# Please Help



## MAC TL (Jan 21, 2011)

Can someone please help me. I keep noticing these little white worm type things in my tank. There are alot of them and its begining to concern me. Ive done several water changes and they still seem to keep coming out. Today i will do another water change to try to get rid of some of them but theres gotta be a way to get rid of them so they dont keep coming back. ive attched a picture not sure if you can see them but they're in there.

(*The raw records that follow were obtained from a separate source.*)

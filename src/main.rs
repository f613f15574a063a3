use anyhow::Result;
use edu_admin::{logger, App, Config};

#[tokio::main]
async fn main() -> Result<()> {
    // 加载配置
    let config = Config::from_env();

    // 初始化日志
    logger::init_with_verbose(config.verbose_logging);

    // 初始化并运行应用
    App::initialize(config).await?.run().await?;

    Ok(())
}
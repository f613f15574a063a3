use crate::clients::{eq_filter, BackendClient};
use crate::error::{AppError, AppResult};
use crate::models::{Course, EduUnit, Subject};
use serde_json::json;
use tracing::debug;

/// 教学目录仓储（学科 / 课程 / 单元）
#[allow(async_fn_in_trait)]
pub trait CatalogueRepository {
    async fn list_subjects(&self) -> AppResult<Vec<Subject>>;

    async fn get_course(&self, course_id: &str) -> AppResult<Option<Course>>;

    async fn list_courses(&self, subject_id: &str) -> AppResult<Vec<Course>>;

    async fn list_units(&self, course_id: &str) -> AppResult<Vec<EduUnit>>;

    async fn create_subject(&self, name: &str, code: Option<&str>) -> AppResult<Subject>;

    async fn create_course(&self, subject_id: &str, name: &str) -> AppResult<Course>;

    async fn create_unit(&self, course_id: &str, title: &str, position: i32) -> AppResult<EduUnit>;

    async fn delete_unit(&self, unit_id: &str) -> AppResult<()>;
}

/// 同一学科下所有课程的单元
///
/// 先解析课程所属学科，再逐个课程读取单元
pub async fn sibling_units<R: CatalogueRepository>(repo: &R, course_id: &str) -> AppResult<Vec<EduUnit>> {
    let course = repo
        .get_course(course_id)
        .await?
        .ok_or_else(|| AppError::invalid("course_id", format!("课程 {} 不存在", course_id)))?;

    let courses = repo.list_courses(&course.subject_id).await?;
    debug!("学科 {} 下共有 {} 门课程", course.subject_id, courses.len());

    let mut units = Vec::new();
    for c in &courses {
        units.extend(repo.list_units(&c.id).await?);
    }
    units.sort_by(|a, b| a.course_id.cmp(&b.course_id).then(a.position.cmp(&b.position)));
    Ok(units)
}

impl CatalogueRepository for BackendClient {
    async fn list_subjects(&self) -> AppResult<Vec<Subject>> {
        self.select("subjects", &[], Some("name.asc")).await
    }

    async fn get_course(&self, course_id: &str) -> AppResult<Option<Course>> {
        self.select_one("courses", &[eq_filter("id", course_id)]).await
    }

    async fn list_courses(&self, subject_id: &str) -> AppResult<Vec<Course>> {
        self.select("courses", &[eq_filter("subject_id", subject_id)], Some("name.asc"))
            .await
    }

    async fn list_units(&self, course_id: &str) -> AppResult<Vec<EduUnit>> {
        self.select("edu_units", &[eq_filter("course_id", course_id)], Some("position.asc"))
            .await
    }

    async fn create_subject(&self, name: &str, code: Option<&str>) -> AppResult<Subject> {
        if name.trim().is_empty() {
            return Err(AppError::required("name"));
        }
        self.insert("subjects", &json!({ "name": name.trim(), "code": code }))
            .await
    }

    async fn create_course(&self, subject_id: &str, name: &str) -> AppResult<Course> {
        if name.trim().is_empty() {
            return Err(AppError::required("name"));
        }
        self.insert("courses", &json!({ "subject_id": subject_id, "name": name.trim() }))
            .await
    }

    async fn create_unit(&self, course_id: &str, title: &str, position: i32) -> AppResult<EduUnit> {
        if title.trim().is_empty() {
            return Err(AppError::required("title"));
        }
        self.insert(
            "edu_units",
            &json!({ "course_id": course_id, "title": title.trim(), "position": position }),
        )
        .await
    }

    async fn delete_unit(&self, unit_id: &str) -> AppResult<()> {
        self.delete("edu_units", &[eq_filter("id", unit_id)]).await
    }
}
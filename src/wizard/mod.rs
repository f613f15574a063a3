//! 试卷导入向导
//!
//! 四个固定步骤：上传 → 元信息 → 结构 → 题目审核。
//! 只能向前推进到相邻步骤，可以回退到任何已完成的步骤；
//! 进行中的会话ID写入本地断点，重启后尝试恢复。

pub mod attachments;
pub mod checkpoint;
pub mod controller;
pub mod step;

pub use attachments::StagedAttachments;
pub use checkpoint::{FileCheckpoint, MemoryCheckpoint, SessionCheckpoint, SESSION_KEY};
pub use controller::{CompletedImport, WizardController, WizardState};
pub use step::{StepStatus, WizardStep, STEP_ORDER};
pub mod auth;
pub mod backend_client;

pub use auth::AuthSession;
pub use backend_client::{eq_filter, extract_error_message, BackendClient};
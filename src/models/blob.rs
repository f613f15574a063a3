/// 待上传的文件内容
#[derive(Debug, Clone, PartialEq)]
pub struct FileBlob {
    pub file_name: String,
    pub content_type: String,
    pub bytes: Vec<u8>,
}

impl FileBlob {
    pub fn new(file_name: impl Into<String>, content_type: impl Into<String>, bytes: Vec<u8>) -> Self {
        Self {
            file_name: file_name.into(),
            content_type: content_type.into(),
            bytes,
        }
    }

    pub fn size(&self) -> u64 {
        self.bytes.len() as u64
    }

    /// 文件扩展名（小写，不含点）
    pub fn extension(&self) -> Option<String> {
        std::path::Path::new(&self.file_name)
            .extension()
            .and_then(|e| e.to_str())
            .map(|e| e.to_ascii_lowercase())
    }
}
//! 仓储层
//!
//! 每类实体一个窄接口，`BackendClient` 负责实现；
//! 向导与业务规则只依赖这些 trait，测试时可替换为内存实现

pub mod audit_logs;
pub mod catalogue;
pub mod import_sessions;
pub mod materials;
pub mod questions;
pub mod storage;
pub mod users;

pub use audit_logs::AuditLogRepository;
pub use catalogue::CatalogueRepository;
pub use import_sessions::ImportSessionRepository;
pub use materials::{store_material, MaterialRepository, MaterialRows, MATERIALS_BUCKET, THUMBNAILS_BUCKET};
pub use questions::QuestionRepository;
pub use storage::ObjectStore;
pub use users::UserRepository;
use crate::clients::BackendClient;
use crate::error::AppResult;
use crate::models::AuditLogEntry;
use serde_json::Value;

/// 审计日志仓储
#[allow(async_fn_in_trait)]
pub trait AuditLogRepository {
    async fn append(&self, entry: &AuditLogEntry) -> AppResult<()>;
}

impl AuditLogRepository for BackendClient {
    async fn append(&self, entry: &AuditLogEntry) -> AppResult<()> {
        let _: Value = self.insert("audit_logs", entry).await?;
        Ok(())
    }
}
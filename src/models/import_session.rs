//! 试卷导入会话
//!
//! 服务端记录一次进行中的导入，本地只保存其 ID

use crate::models::paper::ParsedPaperData;
use chrono::{DateTime, Utc};
use serde::{Deserialize, Serialize};

/// 导入会话状态
#[derive(Debug, Clone, Copy, PartialEq, Eq, Default, Serialize, Deserialize)]
#[serde(rename_all = "lowercase")]
pub enum ImportStatus {
    #[default]
    Pending,
    Processing,
    Completed,
    Failed,
}

/// 导入会话（question_import_sessions 表的一行）
#[derive(Debug, Clone, PartialEq, Serialize, Deserialize)]
pub struct ImportSession {
    pub id: String,
    /// 上传的原始文件名
    pub file_name: String,
    /// 原始文件在存储中的路径
    #[serde(default, skip_serializing_if = "Option::is_none")]
    pub file_path: Option<String>,
    /// 解析出的试卷数据
    #[serde(default)]
    pub parsed_data: ParsedPaperData,
    #[serde(default)]
    pub status: ImportStatus,
    /// 导入完成后生成的试卷ID
    #[serde(default, skip_serializing_if = "Option::is_none")]
    pub paper_id: Option<String>,
    #[serde(default = "Utc::now")]
    pub created_at: DateTime<Utc>,
    #[serde(default = "Utc::now")]
    pub updated_at: DateTime<Utc>,
}

/// 新建会话的插入数据
#[derive(Debug, Clone, Serialize)]
pub struct NewImportSession {
    pub file_name: String,
    #[serde(skip_serializing_if = "Option::is_none")]
    pub file_path: Option<String>,
    pub parsed_data: ParsedPaperData,
    pub status: ImportStatus,
}

impl ImportSession {
    pub fn is_terminal(&self) -> bool {
        matches!(self.status, ImportStatus::Completed | ImportStatus::Failed)
    }
}
use crate::error::{AppResult, ConfigError};
use chrono::{DateTime, Utc};

/// 程序配置
#[derive(Clone, Debug)]
pub struct Config {
    /// 后端服务地址
    pub backend_url: String,
    /// 后端匿名 key（apikey 头）
    pub backend_anon_key: String,
    /// 登录后的访问令牌
    pub access_token: Option<String>,
    /// 访问令牌过期时间
    pub token_expires_at: Option<DateTime<Utc>>,
    /// 当前操作的管理员用户ID
    pub acting_user_id: Option<String>,
    /// 待导入试卷文件目录
    pub import_folder: String,
    /// 导入会话断点文件（保存 papers_setup_import_session_id）
    pub checkpoint_file: String,
    /// 严重问题题目写入的文件
    pub warn_file: String,
    /// 输出日志文件
    pub output_log_file: String,
    /// HTTP 请求超时（秒）
    pub request_timeout_secs: u64,
    /// 是否显示详细日志
    pub verbose_logging: bool,
}

impl Default for Config {
    fn default() -> Self {
        Self {
            backend_url: "http://localhost:54321".to_string(),
            backend_anon_key: String::new(),
            access_token: None,
            token_expires_at: None,
            acting_user_id: None,
            import_folder: "import_papers".to_string(),
            checkpoint_file: ".edu_admin_storage.json".to_string(),
            warn_file: "warn.txt".to_string(),
            output_log_file: "output.txt".to_string(),
            request_timeout_secs: 30,
            verbose_logging: false,
        }
    }
}

impl Config {
    pub fn from_env() -> Self {
        let default = Self::default();
        Self {
            backend_url: std::env::var("EDU_BACKEND_URL").unwrap_or(default.backend_url),
            backend_anon_key: std::env::var("EDU_BACKEND_ANON_KEY").unwrap_or(default.backend_anon_key),
            access_token: std::env::var("EDU_ACCESS_TOKEN").ok().filter(|v| !v.is_empty()),
            token_expires_at: std::env::var("EDU_TOKEN_EXPIRES_AT").ok().and_then(|v| parse_expiry(&v).ok()),
            acting_user_id: std::env::var("EDU_ACTING_USER_ID").ok().filter(|v| !v.is_empty()),
            import_folder: std::env::var("IMPORT_FOLDER").unwrap_or(default.import_folder),
            checkpoint_file: std::env::var("CHECKPOINT_FILE").unwrap_or(default.checkpoint_file),
            warn_file: std::env::var("WARN_FILE").unwrap_or(default.warn_file),
            output_log_file: std::env::var("OUTPUT_LOG_FILE").unwrap_or(default.output_log_file),
            request_timeout_secs: std::env::var("REQUEST_TIMEOUT_SECS").ok().and_then(|v| v.parse().ok()).unwrap_or(default.request_timeout_secs),
            verbose_logging: std::env::var("VERBOSE_LOGGING").ok().and_then(|v| v.parse().ok()).unwrap_or(default.verbose_logging),
        }
    }
}

/// 解析令牌过期时间，支持 RFC3339 或 Unix 秒
pub fn parse_expiry(value: &str) -> AppResult<DateTime<Utc>> {
    let value = value.trim();
    if let Ok(secs) = value.parse::<i64>() {
        if let Some(dt) = DateTime::<Utc>::from_timestamp(secs, 0) {
            return Ok(dt);
        }
    }
    DateTime::parse_from_rfc3339(value)
        .map(|dt| dt.with_timezone(&Utc))
        .map_err(|_| {
            ConfigError::EnvVarParseFailed {
                var_name: "EDU_TOKEN_EXPIRES_AT".to_string(),
                value: value.to_string(),
                expected_type: "RFC3339 时间或 Unix 秒".to_string(),
            }
            .into()
        })
}
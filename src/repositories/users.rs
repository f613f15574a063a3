use crate::clients::{eq_filter, BackendClient};
use crate::error::{AppError, AppResult};
use crate::models::{AdminUser, Invitation, NewInvitation, NewUser, Role};
use serde::Deserialize;
use serde_json::{json, Value};

const USERS_TABLE: &str = "admin_users";

/// create-user 云函数的返回
#[derive(Debug, Deserialize)]
struct CreateUserResponse {
    user: AdminUser,
}

/// 用户与角色仓储
#[allow(async_fn_in_trait)]
pub trait UserRepository {
    async fn list_roles(&self) -> AppResult<Vec<Role>>;

    async fn list_users(&self) -> AppResult<Vec<AdminUser>>;

    async fn find_user(&self, id: &str) -> AppResult<Option<AdminUser>>;

    /// 通过云函数创建账号
    async fn create_user(&self, user: &NewUser) -> AppResult<AdminUser>;

    /// 写入邀请记录并触发邀请邮件
    async fn create_invitation(&self, invitation: &NewInvitation) -> AppResult<Invitation>;

    async fn set_active(&self, id: &str, active: bool) -> AppResult<AdminUser>;

    /// 通过云函数删除账号
    async fn delete_user(&self, id: &str) -> AppResult<()>;
}

impl UserRepository for BackendClient {
    async fn list_roles(&self) -> AppResult<Vec<Role>> {
        self.select("roles", &[], Some("name.asc")).await
    }

    async fn list_users(&self) -> AppResult<Vec<AdminUser>> {
        self.select(USERS_TABLE, &[], Some("created_at.desc")).await
    }

    async fn find_user(&self, id: &str) -> AppResult<Option<AdminUser>> {
        self.select_one(USERS_TABLE, &[eq_filter("id", id)]).await
    }

    async fn create_user(&self, user: &NewUser) -> AppResult<AdminUser> {
        let response: CreateUserResponse = self.invoke_function("create-user", user).await?;
        Ok(response.user)
    }

    async fn create_invitation(&self, invitation: &NewInvitation) -> AppResult<Invitation> {
        let created: Invitation = self.insert("admin_invitations", invitation).await?;

        let _: Value = self
            .invoke_function(
                "send-invitation",
                &json!({ "invitation_id": created.id, "email": created.email }),
            )
            .await?;

        Ok(created)
    }

    async fn set_active(&self, id: &str, active: bool) -> AppResult<AdminUser> {
        let mut rows: Vec<AdminUser> = self
            .update(USERS_TABLE, &[eq_filter("id", id)], &json!({ "is_active": active }))
            .await?;
        if rows.is_empty() {
            return Err(AppError::empty_response(USERS_TABLE));
        }
        Ok(rows.remove(0))
    }

    async fn delete_user(&self, id: &str) -> AppResult<()> {
        let _: Value = self
            .invoke_function("delete-user", &json!({ "user_id": id }))
            .await?;
        Ok(())
    }
}
//! 编排层
//!
//! ## 模块划分
//!
//! ### `app` - 应用入口
//! - 初始化日志、后端客户端、本地断点
//! - 优先恢复上次中断的导入会话
//! - 扫描导入目录，逐个试卷走完向导
//! - 输出全局统计信息
//!
//! ### `paper_importer` - 单个试卷导入
//! - 按向导步骤推进：上传 → 元信息 → 结构 → 题目审核
//! - 步骤失败时记录到向导并中止本试卷
//! - 严重问题题目写入 warn.txt，其余题目写入题库
//!
//! ## 层次关系
//!
//! ```text
//! app (处理目录中的所有试卷)
//!     ↓
//! paper_importer (处理单个试卷)
//!     ↓
//! wizard::WizardController + review (步骤状态 / 校验 / 统计)
//!     ↓
//! repositories (后端仓储接口)
//!     ↓
//! clients::BackendClient (HTTP)
//! ```

pub mod app;
pub mod paper_importer;

pub use app::App;
pub use paper_importer::{ImportOutcome, PaperImporter};
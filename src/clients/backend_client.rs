/// 后端 API 客户端
///
/// 封装所有与托管后端（数据表、文件存储、云函数）的 HTTP 调用
use crate::clients::auth::AuthSession;
use crate::config::Config;
use crate::error::{AppError, AppResult, AuthError};
use crate::models::FileBlob;
use reqwest::{Method, RequestBuilder, Response};
use serde::de::DeserializeOwned;
use serde::Serialize;
use serde_json::{json, Value};
use std::time::Duration;
use tracing::{debug, warn};

/// 后端客户端
#[derive(Clone)]
pub struct BackendClient {
    http: reqwest::Client,
    base_url: String,
    anon_key: String,
    session: Option<AuthSession>,
}

/// 构造等值过滤条件 `column=eq.value`
pub fn eq_filter(column: &str, value: impl std::fmt::Display) -> (String, String) {
    (column.to_string(), format!("eq.{}", value))
}

/// 从错误响应体中提取可读消息
pub fn extract_error_message(body: &Value) -> Option<String> {
    ["message", "error_description", "error", "msg"]
        .iter()
        .find_map(|key| body.get(*key).and_then(|v| v.as_str()))
        .map(|s| s.to_string())
}

impl BackendClient {
    /// 创建新的后端客户端
    pub fn new(config: &Config) -> AppResult<Self> {
        let http = reqwest::Client::builder()
            .timeout(Duration::from_secs(config.request_timeout_secs))
            .build()?;

        Ok(Self {
            http,
            base_url: config.backend_url.trim_end_matches('/').to_string(),
            anon_key: config.backend_anon_key.clone(),
            session: AuthSession::from_config(config),
        })
    }

    /// 替换登录会话
    pub fn with_session(mut self, session: AuthSession) -> Self {
        self.session = Some(session);
        self
    }

    pub fn session(&self) -> Option<&AuthSession> {
        self.session.as_ref()
    }

    fn rest_url(&self, collection: &str) -> String {
        format!("{}/rest/v1/{}", self.base_url, collection)
    }

    fn storage_url(&self, bucket: &str, path: &str) -> String {
        format!("{}/storage/v1/object/{}/{}", self.base_url, bucket, path)
    }

    /// 存储对象的公开访问地址
    pub fn public_url(&self, bucket: &str, path: &str) -> String {
        format!("{}/storage/v1/object/public/{}/{}", self.base_url, bucket, path)
    }

    fn function_url(&self, name: &str) -> String {
        format!("{}/functions/v1/{}", self.base_url, name)
    }

    /// 带认证头的请求
    fn request(&self, method: Method, url: &str) -> AppResult<RequestBuilder> {
        let session = self.session.as_ref().ok_or(AuthError::MissingSession)?;
        let token = session.bearer()?;

        Ok(self
            .http
            .request(method, url)
            .header("apikey", &self.anon_key)
            .bearer_auth(token))
    }

    /// 非 2xx 响应转换为 BadResponse
    async fn check_response(endpoint: &str, response: Response) -> AppResult<Response> {
        let status = response.status();
        if status.is_success() {
            return Ok(response);
        }

        let text = response.text().await.unwrap_or_default();
        let message = serde_json::from_str::<Value>(&text)
            .ok()
            .as_ref()
            .and_then(extract_error_message)
            .unwrap_or(text);

        warn!("后端返回错误 ({}): {} {}", endpoint, status.as_u16(), message);
        Err(AppError::bad_response(endpoint, status.as_u16(), message))
    }

    // ========== 数据表 ==========

    /// 查询集合
    pub async fn select<T: DeserializeOwned>(
        &self,
        collection: &str,
        filters: &[(String, String)],
        order: Option<&str>,
    ) -> AppResult<Vec<T>> {
        let mut query: Vec<(String, String)> = vec![("select".to_string(), "*".to_string())];
        query.extend_from_slice(filters);
        if let Some(order) = order {
            query.push(("order".to_string(), order.to_string()));
        }

        debug!("查询 {}: {:?}", collection, filters);

        let response = self
            .request(Method::GET, &self.rest_url(collection))?
            .query(&query)
            .send()
            .await?;
        let response = Self::check_response(collection, response).await?;
        Ok(response.json::<Vec<T>>().await?)
    }

    /// 查询单行，不存在时返回 None
    pub async fn select_one<T: DeserializeOwned>(
        &self,
        collection: &str,
        filters: &[(String, String)],
    ) -> AppResult<Option<T>> {
        let mut rows: Vec<T> = self.select(collection, filters, None).await?;
        Ok(if rows.is_empty() { None } else { Some(rows.remove(0)) })
    }

    /// 插入一行并返回插入结果
    pub async fn insert<B: Serialize + ?Sized, T: DeserializeOwned>(
        &self,
        collection: &str,
        body: &B,
    ) -> AppResult<T> {
        debug!("插入 {}", collection);

        let response = self
            .request(Method::POST, &self.rest_url(collection))?
            .header("Prefer", "return=representation")
            .json(body)
            .send()
            .await?;
        let response = Self::check_response(collection, response).await?;

        let mut rows: Vec<T> = response.json().await?;
        if rows.is_empty() {
            return Err(AppError::empty_response(collection));
        }
        Ok(rows.remove(0))
    }

    /// 批量插入，不关心返回内容
    pub async fn insert_many<B: Serialize>(&self, collection: &str, rows: &[B]) -> AppResult<()> {
        debug!("批量插入 {}: {} 行", collection, rows.len());

        let response = self
            .request(Method::POST, &self.rest_url(collection))?
            .header("Prefer", "return=minimal")
            .json(rows)
            .send()
            .await?;
        Self::check_response(collection, response).await?;
        Ok(())
    }

    /// 按条件更新并返回更新后的行
    pub async fn update<B: Serialize + ?Sized, T: DeserializeOwned>(
        &self,
        collection: &str,
        filters: &[(String, String)],
        body: &B,
    ) -> AppResult<Vec<T>> {
        debug!("更新 {}: {:?}", collection, filters);

        let response = self
            .request(Method::PATCH, &self.rest_url(collection))?
            .header("Prefer", "return=representation")
            .query(filters)
            .json(body)
            .send()
            .await?;
        let response = Self::check_response(collection, response).await?;
        Ok(response.json().await?)
    }

    /// 按条件删除
    pub async fn delete(&self, collection: &str, filters: &[(String, String)]) -> AppResult<()> {
        debug!("删除 {}: {:?}", collection, filters);

        let response = self
            .request(Method::DELETE, &self.rest_url(collection))?
            .query(filters)
            .send()
            .await?;
        Self::check_response(collection, response).await?;
        Ok(())
    }

    // ========== 文件存储 ==========

    /// 上传文件到存储桶，返回对象路径
    pub async fn upload_object(&self, bucket: &str, path: &str, blob: &FileBlob) -> AppResult<String> {
        debug!("上传 {}/{} ({} 字节)", bucket, path, blob.size());

        let endpoint = format!("storage/{}", bucket);
        let response = self
            .request(Method::POST, &self.storage_url(bucket, path))?
            .header("Content-Type", &blob.content_type)
            .header("x-upsert", "false")
            .body(blob.bytes.clone())
            .send()
            .await?;
        Self::check_response(&endpoint, response).await?;
        Ok(path.to_string())
    }

    /// 删除存储桶中的对象
    pub async fn remove_objects(&self, bucket: &str, paths: &[String]) -> AppResult<()> {
        if paths.is_empty() {
            return Ok(());
        }
        debug!("删除存储对象 {}: {:?}", bucket, paths);

        let endpoint = format!("storage/{}", bucket);
        let url = format!("{}/storage/v1/object/{}", self.base_url, bucket);
        let response = self
            .request(Method::DELETE, &url)?
            .json(&json!({ "prefixes": paths }))
            .send()
            .await?;
        Self::check_response(&endpoint, response).await?;
        Ok(())
    }

    // ========== 云函数 ==========

    /// 调用云函数
    pub async fn invoke_function<B: Serialize + ?Sized, T: DeserializeOwned>(
        &self,
        name: &str,
        body: &B,
    ) -> AppResult<T> {
        debug!("调用云函数 {}", name);

        let endpoint = format!("functions/{}", name);
        let response = self
            .request(Method::POST, &self.function_url(name))?
            .json(body)
            .send()
            .await?;
        let response = Self::check_response(&endpoint, response).await?;
        Ok(response.json().await?)
    }
}
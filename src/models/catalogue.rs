//! 教学目录：学科 → 课程 → 单元

use serde::{Deserialize, Serialize};

/// 学科（subjects 表）
#[derive(Debug, Clone, PartialEq, Serialize, Deserialize)]
pub struct Subject {
    pub id: String,
    pub name: String,
    #[serde(default, skip_serializing_if = "Option::is_none")]
    pub code: Option<String>,
}

/// 课程（courses 表）
#[derive(Debug, Clone, PartialEq, Serialize, Deserialize)]
pub struct Course {
    pub id: String,
    pub subject_id: String,
    pub name: String,
}

/// 单元（edu_units 表）
#[derive(Debug, Clone, PartialEq, Serialize, Deserialize)]
pub struct EduUnit {
    pub id: String,
    pub course_id: String,
    pub title: String,
    #[serde(default)]
    pub position: i32,
}
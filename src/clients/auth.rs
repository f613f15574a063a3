//! 登录会话
//!
//! 令牌的获取与刷新由后端负责，这里只读取令牌并判断是否过期

use crate::config::Config;
use crate::error::{AppResult, AuthError};
use chrono::{DateTime, Utc};

/// 当前登录会话
#[derive(Debug, Clone, PartialEq)]
pub struct AuthSession {
    pub access_token: String,
    pub expires_at: Option<DateTime<Utc>>,
    pub user_id: Option<String>,
}

impl AuthSession {
    pub fn new(access_token: impl Into<String>, expires_at: Option<DateTime<Utc>>) -> Self {
        Self {
            access_token: access_token.into(),
            expires_at,
            user_id: None,
        }
    }

    /// 从配置读取会话，未配置令牌时返回 None
    pub fn from_config(config: &Config) -> Option<Self> {
        config.access_token.as_ref().map(|token| Self {
            access_token: token.clone(),
            expires_at: config.token_expires_at,
            user_id: config.acting_user_id.clone(),
        })
    }

    pub fn is_expired_at(&self, now: DateTime<Utc>) -> bool {
        self.expires_at.map(|exp| exp <= now).unwrap_or(false)
    }

    /// 取出可用的 Bearer 令牌，过期时要求重新登录
    pub fn bearer(&self) -> AppResult<&str> {
        if self.is_expired_at(Utc::now()) {
            tracing::warn!("🔒 登录已过期，需要重新登录");
            return Err(AuthError::SessionExpired.into());
        }
        Ok(&self.access_token)
    }
}
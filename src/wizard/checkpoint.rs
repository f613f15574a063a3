//! 导入会话断点
//!
//! 本地只保存一个键：当前进行中的导入会话ID

use crate::error::{AppError, AppResult};
use serde_json::{Map, Value};
use std::fs;
use std::path::{Path, PathBuf};
use std::sync::Mutex;

/// 断点中保存会话ID的键
pub const SESSION_KEY: &str = "papers_setup_import_session_id";

/// 会话断点存储
pub trait SessionCheckpoint {
    fn load(&self) -> AppResult<Option<String>>;

    fn save(&self, session_id: &str) -> AppResult<()>;

    fn clear(&self) -> AppResult<()>;
}

/// 基于 JSON 文件的键值存储，同一文件中的其他键保持不变
pub struct FileCheckpoint {
    path: PathBuf,
}

impl FileCheckpoint {
    pub fn new(path: impl Into<PathBuf>) -> Self {
        Self { path: path.into() }
    }

    pub fn path(&self) -> &Path {
        &self.path
    }

    fn read_map(&self) -> AppResult<Map<String, Value>> {
        if !self.path.exists() {
            return Ok(Map::new());
        }
        let display = self.path.display().to_string();
        let content =
            fs::read_to_string(&self.path).map_err(|e| AppError::file_read_failed(&display, e))?;
        if content.trim().is_empty() {
            return Ok(Map::new());
        }
        match serde_json::from_str::<Value>(&content)
            .map_err(|e| AppError::file_parse_failed(&display, e))?
        {
            Value::Object(map) => Ok(map),
            _ => Ok(Map::new()),
        }
    }

    fn write_map(&self, map: &Map<String, Value>) -> AppResult<()> {
        let display = self.path.display().to_string();
        let content = serde_json::to_string_pretty(map)?;
        fs::write(&self.path, content).map_err(|e| AppError::file_write_failed(&display, e))
    }
}

impl SessionCheckpoint for FileCheckpoint {
    fn load(&self) -> AppResult<Option<String>> {
        let map = self.read_map()?;
        Ok(map
            .get(SESSION_KEY)
            .and_then(|v| v.as_str())
            .filter(|s| !s.is_empty())
            .map(|s| s.to_string()))
    }

    fn save(&self, session_id: &str) -> AppResult<()> {
        let mut map = self.read_map()?;
        map.insert(SESSION_KEY.to_string(), Value::String(session_id.to_string()));
        self.write_map(&map)
    }

    fn clear(&self) -> AppResult<()> {
        let mut map = self.read_map()?;
        if map.remove(SESSION_KEY).is_some() {
            self.write_map(&map)?;
        }
        Ok(())
    }
}

/// 内存中的断点（试运行与测试）
#[derive(Default)]
pub struct MemoryCheckpoint {
    value: Mutex<Option<String>>,
}

impl MemoryCheckpoint {
    pub fn new() -> Self {
        Self::default()
    }

    pub fn with_session(session_id: impl Into<String>) -> Self {
        Self {
            value: Mutex::new(Some(session_id.into())),
        }
    }

    /// 当前保存的值
    pub fn peek(&self) -> Option<String> {
        self.value.lock().map(|v| v.clone()).unwrap_or(None)
    }
}

impl SessionCheckpoint for MemoryCheckpoint {
    fn load(&self) -> AppResult<Option<String>> {
        Ok(self.peek())
    }

    fn save(&self, session_id: &str) -> AppResult<()> {
        if let Ok(mut v) = self.value.lock() {
            *v = Some(session_id.to_string());
        }
        Ok(())
    }

    fn clear(&self) -> AppResult<()> {
        if let Ok(mut v) = self.value.lock() {
            *v = None;
        }
        Ok(())
    }
}

impl<T: SessionCheckpoint + ?Sized> SessionCheckpoint for &T {
    fn load(&self) -> AppResult<Option<String>> {
        (**self).load()
    }

    fn save(&self, session_id: &str) -> AppResult<()> {
        (**self).save(session_id)
    }

    fn clear(&self) -> AppResult<()> {
        (**self).clear()
    }
}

Please help


----------



## CLUSTER ONE (Aug 2, 2006)

Most likely some hamless planaria type organism whos numbers have increased to to an increase in leftover uneaten food.


----------



## BuckeyeGuy777 (Oct 30, 2010)

i had them in my tank...i agree with cluster that they are some kind of planeria...they were harmless but i got rid of them by adding salt bumping the temp and doing some big water changes and vacs


----------



## Piranha_man (Jan 29, 2005)

If they're on the glass they're planaria.
If they're free swimming they're nematodes.

Both are harmless yet unsightly.
Both are the result of an untidy tank, with uneaten food on the bottom, in the substrate, or in the filters most likely being the culprit.

To get rid of them:

Increase the temperature to mid-80's.
Vacuum the substrate and perform a series of daily water changes (40% or less each time.)
Rinse the filter media in aquarium water to get rid of rotting waste.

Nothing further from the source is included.